Measure B to Prop 60

The ruckus over Prop 60 began a few years ago in 2012 just when she entered the business, Casey remembers. The political dustup then was Measure B that required condoms for filmed sex in LA County.

img_0515-2“My first porn shoot was in November 5, 2012. Measure B passed in LA County on Nov 6, 2012, and I watched it on TV and thought, ‘What the fuck did I just get myself into?'”

Little changed, actually. The law was never really enforced, Casey points out.

“They don’t have the money to make sure porn stars are wearing condoms. LA as a political entity and a public service entity is stretched so thin,” the native Floridian explains and adds that the law is still around but is “unenforceable as written.”

Undeterred, the Aids Health Foundation’s  Michael Weinstein, who was behind the initiative, turned his attention statewide. Next came AB 1576 that did what Measure B advocated, Casey continues, and it, too, failed in the state legislature mainly because of cost.

Finally, Weinstein went the ballot route in the election and collected enough signatures to bring his proposal before the voters.

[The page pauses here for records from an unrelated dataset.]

/*!
 * Database entity models.
 *
 * These structures map directly to database tables and provide
 * type-safe access to persisted data.
 */

use serde::{Deserialize, Serialize};
use std::fmt;

/// A subtitle translation project owning segments and jobs
#[derive(Debug, Clone, Serialize, Deserialize)]
pub struct Project {
    /// Row id
    pub id: i64,
    /// Display name
    pub name: String,
    /// Source language code (ISO 639-1)
    pub source_lang: String,
    /// Target language code (ISO 639-1)
    pub target_lang: String,
    /// Creation timestamp
    pub created_at: String,
}

/// One timed subtitle line with its text variants
#[derive(Debug, Clone, Serialize, Deserialize)]
pub struct Segment {
    /// Row id
    pub id: i64,
    /// Owning project
    pub project_id: i64,
    /// Stable ordering key, unique and contiguous from 0 per project
    pub idx: i64,
    /// Cue start in milliseconds
    pub start_ms: i64,
    /// Cue end in milliseconds, >= start_ms
    pub end_ms: i64,
    /// Original text, immutable once set
    pub source_text: String,
    /// Machine translation pending review, written by translate jobs
    pub draft_text: Option<String>,
    /// Approved or consistency-corrected text, authoritative for export
    pub final_text: Option<String>,
    /// Model confidence, only ever set alongside draft_text
    pub confidence: Option<f64>,
}

/// A segment about to be inserted during wholesale replacement
#[derive(Debug, Clone, PartialEq, Eq)]
pub struct NewSegment {
    /// Ordering key, contiguous from 0
    pub idx: i64,
    /// Cue start in milliseconds
    pub start_ms: i64,
    /// Cue end in milliseconds
    pub end_ms: i64,
    /// Original text
    pub source_text: String,
}

/// Job type enumeration
#[derive(Debug, Clone, Copy, PartialEq, Eq, Serialize, Deserialize)]
#[serde(rename_all = "snake_case")]
pub enum JobType {
    /// Batch-translate a project's segments into drafts
    Translate,
    /// Reconcile terminology across existing drafts
    Consistency,
}

impl fmt::Display for JobType {
    fn fmt(&self, f: &mut fmt::Formatter<'_>) -> fmt::Result {
        match self {
            JobType::Translate => write!(f, "translate"),
            JobType::Consistency => write!(f, "consistency"),
        }
    }
}

impl std::str::FromStr for JobType {
    type Err = anyhow::Error;

    fn from_str(s: &str) -> Result<Self, Self::Err> {
        match s.to_lowercase().as_str() {
            "translate" => Ok(JobType::Translate),
            "consistency" => Ok(JobType::Consistency),
            _ => Err(anyhow::anyhow!("Unknown job type: {}", s)),
        }
    }
}

/// Job status enumeration
#[derive(Debug, Clone, Copy, PartialEq, Eq, Serialize, Deserialize)]
#[serde(rename_all = "snake_case")]
pub enum JobStatus {
    /// Waiting for the scheduler to pick it up
    Queued,
    /// Currently executing
    Running,
    /// Completed successfully; terminal
    Done,
    /// Terminated by an error; terminal
    Failed,
}

impl JobStatus {
    /// Whether this status permits no further transitions
    pub fn is_terminal(&self) -> bool {
        matches!(self, JobStatus::Done | JobStatus::Failed)
    }
}

impl fmt::Display for JobStatus {
    fn fmt(&self, f: &mut fmt::Formatter<'_>) -> fmt::Result {
        match self {
            JobStatus::Queued => write!(f, "queued"),
            JobStatus::Running => write!(f, "running"),
            JobStatus::Done => write!(f, "done"),
            JobStatus::Failed => write!(f, "failed"),
        }
    }
}

impl std::str::FromStr for JobStatus {
    type Err = anyhow::Error;

    fn from_str(s: &str) -> Result<Self, Self::Err> {
        match s.to_lowercase().as_str() {
            "queued" => Ok(JobStatus::Queued),
            "running" => Ok(JobStatus::Running),
            "done" => Ok(JobStatus::Done),
            "failed" => Ok(JobStatus::Failed),
            _ => Err(anyhow::anyhow!("Invalid job status: {}", s)),
        }
    }
}

/// One asynchronous unit of work against a project's segments
#[derive(Debug, Clone, Serialize, Deserialize)]
pub struct Job {
    /// Row id; also the FIFO ordering key for the queue
    pub id: i64,
    /// Owning project
    pub project_id: i64,
    /// What kind of work this job performs
    pub job_type: String,
    /// Lifecycle state
    pub status: JobStatus,
    /// 0-100, monotonically non-decreasing within a run
    pub progress: i64,
    /// Most recent ~8000 characters of the run's log lines
    pub log_tail: String,
    /// Failure message, set only when status is failed
    pub error: Option<String>,
    /// Creation timestamp
    pub created_at: String,
    /// Last status/progress/log change timestamp
    pub updated_at: String,
}

/// One accumulated monthly cost row for a provider
#[derive(Debug, Clone, Serialize, Deserialize)]
pub struct UsageRow {
    /// Calendar month, "YYYY-MM"
    pub month: String,
    /// Provider identifier, e.g. "openai"
    pub provider: String,
    /// Accumulated estimated cost in USD
    pub amount: f64,
    /// Last accumulation timestamp
    pub updated_at: String,
}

However, it expired at the ballot box because it was flawed.

“The issue with Prop 60 was less about condoms and more about enforcement and how every private citizen in California could sue a porn production company if they watched a movie shot in the state without a condom,” Casey says.

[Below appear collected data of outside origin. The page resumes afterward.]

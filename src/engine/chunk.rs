/*!
 * Chunking policies for feeding segments to an engine.
 *
 * Two distinct policies live here and must not be confused:
 *
 * - Character-budget chunking groups items for independent batch translation
 *   calls. Chunk boundaries carry no semantic meaning.
 * - Overlapping sliding windows slice items for consistency passes, where the
 *   overlap gives terms near a boundary surrounding context from both sides.
 */

use std::ops::Range;

/// Group items into chunks whose designated text fields sum to at most
/// `budget` characters.
///
/// An item that alone exceeds the budget still gets its own one-item chunk;
/// items are never dropped or split. Concatenating the chunks reproduces the
/// input order exactly, and no chunk is empty.
pub fn chunk_by_chars<T, F>(items: &[T], budget: usize, text: F) -> Vec<Vec<T>>
where
    T: Clone,
    F: Fn(&T) -> &str,
{
    let mut chunks = Vec::new();
    let mut current = Vec::new();
    let mut current_len = 0usize;

    for item in items {
        let len = text(item).chars().count();
        if current_len + len > budget && !current.is_empty() {
            chunks.push(std::mem::take(&mut current));
            current_len = 0;
        }
        current.push(item.clone());
        current_len += len;
    }
    if !current.is_empty() {
        chunks.push(current);
    }
    chunks
}

/// Produce overlapping window ranges over `len` items, stepping by
/// `window - overlap` each iteration.
///
/// Requires `window > overlap` so every step makes forward progress. Later
/// windows can re-touch indices already covered by an earlier window; callers
/// must apply results idempotently.
pub fn window_ranges(len: usize, window: usize, overlap: usize) -> Vec<Range<usize>> {
    assert!(window > overlap, "window must be larger than overlap");

    let step = window - overlap;
    let mut ranges = Vec::new();
    let mut start = 0usize;
    while start < len {
        ranges.push(start..(start + window).min(len));
        start += step;
    }
    ranges
}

2017-01-18-07-18-13-3Evil Angel owner John Stagliano agrees.

“Prop 60 was a horribly written law,” he says, pointing out that it established Michael Weinstein as “the porn czar” with the power to “prosecute cases and collect his expenses from the state.”

Despite the proposition’s shortcomings, effort and planning was required to ensure its demise.

Political Unity

Unwilling to take chances, the industry fought the initiative. Ela Darling, the current President of the Adult Performer Advocacy Committee (APAC) comments, “APAC and the FSC (Free Speech Coalition) and a large number of performers did everything they could to defeat Prop 60 and we won, we got it!”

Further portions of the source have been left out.